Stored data

//! Permission request and response types
//!
//! The hook posts `{userId, chatId, toolName, toolInput, requestId}`. User and
//! chat IDs arrive as JSON numbers from the shell hook but are kept as opaque
//! strings. The tool input is narrowed to the handful of shapes worth showing
//! to a human, with a passthrough variant for everything else.

use serde::{Deserialize, Deserializer, Serialize};
use serde_json::Value;

/// Body of `POST /permission` as sent by the hook
#[derive(Debug, Clone, Deserialize)]
#[serde(rename_all = "camelCase")]
pub struct PermissionBody {
    /// Acting user
    #[serde(default, deserialize_with = "string_or_number")]
    pub user_id: String,
    /// Destination chat
    #[serde(default, deserialize_with = "string_or_number")]
    pub chat_id: String,
    /// Tool the agent wants to call
    #[serde(default)]
    pub tool_name: String,
    /// Raw hook payload or tool input
    #[serde(default)]
    pub tool_input: Value,
    /// Caller-chosen ID, unique among pending requests
    #[serde(default)]
    pub request_id: String,
}

fn string_or_number<'de, D>(deserializer: D) -> Result<String, D::Error>
where
    D: Deserializer<'de>,
{
    Ok(match Value::deserialize(deserializer)? {
        Value::String(s) => s,
        Value::Number(n) => n.to_string(),
        _ => String::new(),
    })
}

/// A validated request for a human decision
#[derive(Debug, Clone, PartialEq)]
pub struct PermissionRequest {
    /// Request ID, never empty
    pub request_id: String,
    /// Acting user
    pub user_id: String,
    /// Destination chat
    pub chat_id: String,
    /// Tool the agent wants to call
    pub tool_name: String,
    /// Tool arguments
    pub tool_input: ToolInput,
}

impl PermissionRequest {
    /// Validate a wire body. Returns `None` when the request ID is missing or blank.
    #[must_use]
    pub fn from_body(body: PermissionBody) -> Option<Self> {
        if body.request_id.trim().is_empty() {
            return None;
        }
        let tool_input = ToolInput::from_payload(&body.tool_name, body.tool_input);
        Some(Self {
            request_id: body.request_id,
            user_id: body.user_id,
            chat_id: body.chat_id,
            tool_name: body.tool_name,
            tool_input,
        })
    }

    /// One-line description for a prompt, e.g. `Bash: cargo test`
    #[must_use]
    pub fn summary(&self) -> String {
        match self.tool_input.summary() {
            Some(detail) => format!("{}: {detail}", self.tool_name),
            None => self.tool_name.clone(),
        }
    }
}

/// Tool arguments for the tools a human is usually asked about
#[derive(Debug, Clone, PartialEq)]
pub enum ToolInput {
    /// Shell command (`Bash`)
    Shell {
        /// Command line to run
        command: String,
        /// Agent's description of the command
        description: Option<String>,
    },
    /// Whole-file write (`Write`)
    WriteFile {
        /// Target path
        file_path: String,
        /// New file contents
        content: String,
    },
    /// In-place edit (`Edit`, `MultiEdit`)
    EditFile {
        /// Target path
        file_path: String,
        /// Text being replaced
        old_string: String,
        /// Replacement text
        new_string: String,
    },
    /// Anything else, passed through untouched
    Other(Value),
}

#[derive(Deserialize)]
struct ShellArgs {
    command: String,
    #[serde(default)]
    description: Option<String>,
}

#[derive(Deserialize)]
struct WriteArgs {
    file_path: String,
    #[serde(default)]
    content: String,
}

#[derive(Deserialize)]
struct EditArgs {
    file_path: String,
    #[serde(default)]
    old_string: String,
    #[serde(default)]
    new_string: String,
}

impl ToolInput {
    /// Narrow a hook payload to a known tool shape.
    ///
    /// The hook forwards its whole stdin payload, which nests the arguments
    /// under `tool_input`; a bare argument object is accepted too.
    #[must_use]
    pub fn from_payload(tool_name: &str, payload: Value) -> Self {
        let args = match payload {
            Value::Object(mut map) if map.contains_key("tool_input") => {
                map.remove("tool_input").unwrap_or(Value::Null)
            }
            other => other,
        };

        let parsed = match tool_name {
            "Bash" | "bash" => serde_json::from_value::<ShellArgs>(args.clone())
                .ok()
                .map(|a| Self::Shell {
                    command: a.command,
                    description: a.description,
                }),
            "Write" | "write_file" => serde_json::from_value::<WriteArgs>(args.clone())
                .ok()
                .map(|a| Self::WriteFile {
                    file_path: a.file_path,
                    content: a.content,
                }),
            "Edit" | "MultiEdit" | "edit_file" => serde_json::from_value::<EditArgs>(args.clone())
                .ok()
                .map(|a| Self::EditFile {
                    file_path: a.file_path,
                    old_string: a.old_string,
                    new_string: a.new_string,
                }),
            _ => None,
        };

        parsed.unwrap_or(Self::Other(args))
    }

    /// Short human-readable detail, if the input has one
    #[must_use]
    pub fn summary(&self) -> Option<String> {
        match self {
            Self::Shell {
                command,
                description,
            } => Some(match description {
                Some(desc) if !desc.is_empty() => format!("{command} ({desc})"),
                _ => command.clone(),
            }),
            Self::WriteFile { file_path, content } => {
                Some(format!("{file_path} ({} lines)", content.lines().count()))
            }
            Self::EditFile { file_path, .. } => Some(file_path.clone()),
            Self::Other(Value::Null) => None,
            Self::Other(value) => {
                let raw = value.to_string();
                Some(truncate(&raw, 120))
            }
        }
    }
}

fn truncate(text: &str, max_chars: usize) -> String {
    if text.chars().count() <= max_chars {
        return text.to_string();
    }
    let head: String = text.chars().take(max_chars.saturating_sub(3)).collect();
    format!("{head}...")
}

/// The hook's answer
#[derive(Debug, Clone, Copy, Serialize, Deserialize, PartialEq, Eq)]
#[serde(rename_all = "lowercase")]
pub enum Decision {
    /// Let the tool call proceed
    Allow,
    /// Block the tool call
    Deny,
}

impl From<bool> for Decision {
    fn from(allowed: bool) -> Self {
        if allowed {
            Self::Allow
        } else {
            Self::Deny
        }
    }
}

/// Body of the `POST /permission` response
#[derive(Debug, Clone, Copy, Serialize, Deserialize, PartialEq, Eq)]
pub struct PermissionResponse {
    /// Final decision
    pub decision: Decision,
}

#[cfg(test)]
mod tests {
    use super::*;
    use serde_json::json;

    fn body(value: Value) -> PermissionBody {
        serde_json::from_value(value).unwrap()
    }

    #[test]
    fn test_body_accepts_numeric_ids() {
        let b = body(json!({
            "userId": 12345,
            "chatId": -100_200,
            "toolName": "Bash",
            "toolInput": {"command": "ls"},
            "requestId": "r1"
        }));
        assert_eq!(b.user_id, "12345");
        assert_eq!(b.chat_id, "-100200");
        assert_eq!(b.request_id, "r1");
    }

    #[test]
    fn test_body_accepts_string_ids() {
        let b = body(json!({"userId": "alice", "chatId": "room", "requestId": "r1"}));
        assert_eq!(b.user_id, "alice");
        assert_eq!(b.chat_id, "room");
        assert_eq!(b.tool_input, Value::Null);
    }

    #[test]
    fn test_request_requires_request_id() {
        assert!(PermissionRequest::from_body(body(json!({"toolName": "Bash"}))).is_none());
        assert!(PermissionRequest::from_body(body(json!({"requestId": "  "}))).is_none());
        assert!(PermissionRequest::from_body(body(json!({"requestId": "r1"}))).is_some());
    }

    #[test]
    fn test_shell_input_from_hook_payload() {
        let payload = json!({
            "session_id": "abc",
            "hook_event_name": "PreToolUse",
            "tool_name": "Bash",
            "tool_input": {"command": "cargo test", "description": "Run tests"}
        });
        let input = ToolInput::from_payload("Bash", payload);

        assert_eq!(
            input,
            ToolInput::Shell {
                command: "cargo test".to_string(),
                description: Some("Run tests".to_string()),
            }
        );
        assert_eq!(input.summary().unwrap(), "cargo test (Run tests)");
    }

    #[test]
    fn test_write_input_from_bare_arguments() {
        let input = ToolInput::from_payload(
            "Write",
            json!({"file_path": "/tmp/a.txt", "content": "one\ntwo\n"}),
        );

        assert_eq!(
            input,
            ToolInput::WriteFile {
                file_path: "/tmp/a.txt".to_string(),
                content: "one\ntwo\n".to_string(),
            }
        );
        assert_eq!(input.summary().unwrap(), "/tmp/a.txt (2 lines)");
    }

    #[test]
    fn test_edit_input() {
        let input = ToolInput::from_payload(
            "Edit",
            json!({"tool_input": {"file_path": "src/lib.rs", "old_string": "a", "new_string": "b"}}),
        );
        assert!(matches!(input, ToolInput::EditFile { ref file_path, .. } if file_path == "src/lib.rs"));
    }

    #[test]
    fn test_unknown_tool_passes_through() {
        let input = ToolInput::from_payload("WebFetch", json!({"tool_input": {"url": "https://x"}}));
        assert_eq!(input, ToolInput::Other(json!({"url": "https://x"})));
    }

    #[test]
    fn test_known_tool_with_unexpected_shape_passes_through() {
        let input = ToolInput::from_payload("Bash", json!({"cmd": 1}));
        assert_eq!(input, ToolInput::Other(json!({"cmd": 1})));
    }

    #[test]
    fn test_request_summary() {
        let request = PermissionRequest::from_body(body(json!({
            "requestId": "r1",
            "toolName": "Bash",
            "toolInput": {"tool_input": {"command": "rm -rf target"}}
        })))
        .unwrap();
        assert_eq!(request.summary(), "Bash: rm -rf target");

        let bare = PermissionRequest::from_body(body(json!({"requestId": "r2", "toolName": "Task"})))
            .unwrap();
        assert_eq!(bare.summary(), "Task");
    }

    #[test]
    fn test_other_summary_is_truncated() {
        let long = "x".repeat(500);
        let input = ToolInput::Other(json!({ "data": long }));
        let summary = input.summary().unwrap();
        assert_eq!(summary.chars().count(), 120);
        assert!(summary.ends_with("..."));
    }

    #[test]
    fn test_decision_serialization() {
        let allow = PermissionResponse {
            decision: Decision::from(true),
        };
        assert_eq!(serde_json::to_string(&allow).unwrap(), r#"{"decision":"allow"}"#);
        assert_eq!(Decision::from(false), Decision::Deny);
    }
}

Directions: Output, exactly and in full, the lines from the start of the entries above through the line that contains "shapes worth showing".

Problem solution:
//! Permission request and response types
//!
//! The hook posts `{userId, chatId, toolName, toolInput, requestId}`. User and
//! chat IDs arrive as JSON numbers from the shell hook but are kept as opaque
//! strings. The tool input is narrowed to the handful of shapes worth showing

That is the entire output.